Welcome back to our quarterly newsletter, Axios Future Trends, where the Axios subject-matter experts bring you this exclusive look ahead. I'd love to hear what you think: [email protected].
Programming note: This week, we'll be launching the new Axios World newsletter by Dave Lawler. Every Monday and Thursday, Dave will break down the biggest global stories and why they matter — sign up here.
Here's what we're seeing:
Politics: Trump smoke or Trump fire
The future of the economy, our national defense and this presidency are all in play in coming months — and all controlled by actions President Trump is contemplating:
- He has threatened trade wars with China, Mexico and Canada. We will soon find out if this is smoke or if he truly starts the fire.
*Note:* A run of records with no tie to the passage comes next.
//! ECS systems that operate on the match world each tick.
//!
//! Systems are free functions over `&mut World` plus whatever match state
//! they need. They do not own state — all state lives in components or on
//! the engine.

pub mod ballistics;
pub mod behavior;
pub mod damage;
pub mod effects;
pub mod quiescence;
pub mod snapshot;
pub mod termination;

use voidfall_core::components::BehaviorState;
use voidfall_core::enums::{EffectKind, ProjectileKind};
use voidfall_core::types::{Position, Velocity};
use voidfall_core::weapons::WeaponId;

/// A deferred entity creation, queued during termination/effect processing
/// and flushed into the world in the same tick, before the quiescence
/// oracle is evaluated.
#[derive(Debug, Clone)]
pub enum SpawnRequest {
    Projectile {
        kind: ProjectileKind,
        weapon: WeaponId,
        owner: usize,
        position: Position,
        velocity: Velocity,
        behavior: BehaviorState,
        /// Strafing-run id claiming this bullet, if any.
        strafe_run: Option<u32>,
    },
    Effect {
        kind: EffectKind,
        weapon: WeaponId,
        owner: usize,
        position: Position,
    },
}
- He has threatened war if North Korea doesn't surrender its nuclear ambitions — and just made a like-minded hawk, John Bolton, his national security adviser. We will soon find out if this was negotiating-ploy smoke, or if he would really start the fire. Insiders tell us that if his planned meeting with Kim Jong-un fails, options will be limited.
- He has mused about getting rid of Robert Mueller, an action that several Republicans have warned would provoke an abuse of power crisis. We will soon find out if this is letting-off-steam smoke or if we truly spark this fire.
Trump solo: Some White House aides are alarmed at Trump’s belief he can run the show alone, much like he did his real estate empire:
- He’s threatening to basically run the White House like a small business with a series of compliant VPs.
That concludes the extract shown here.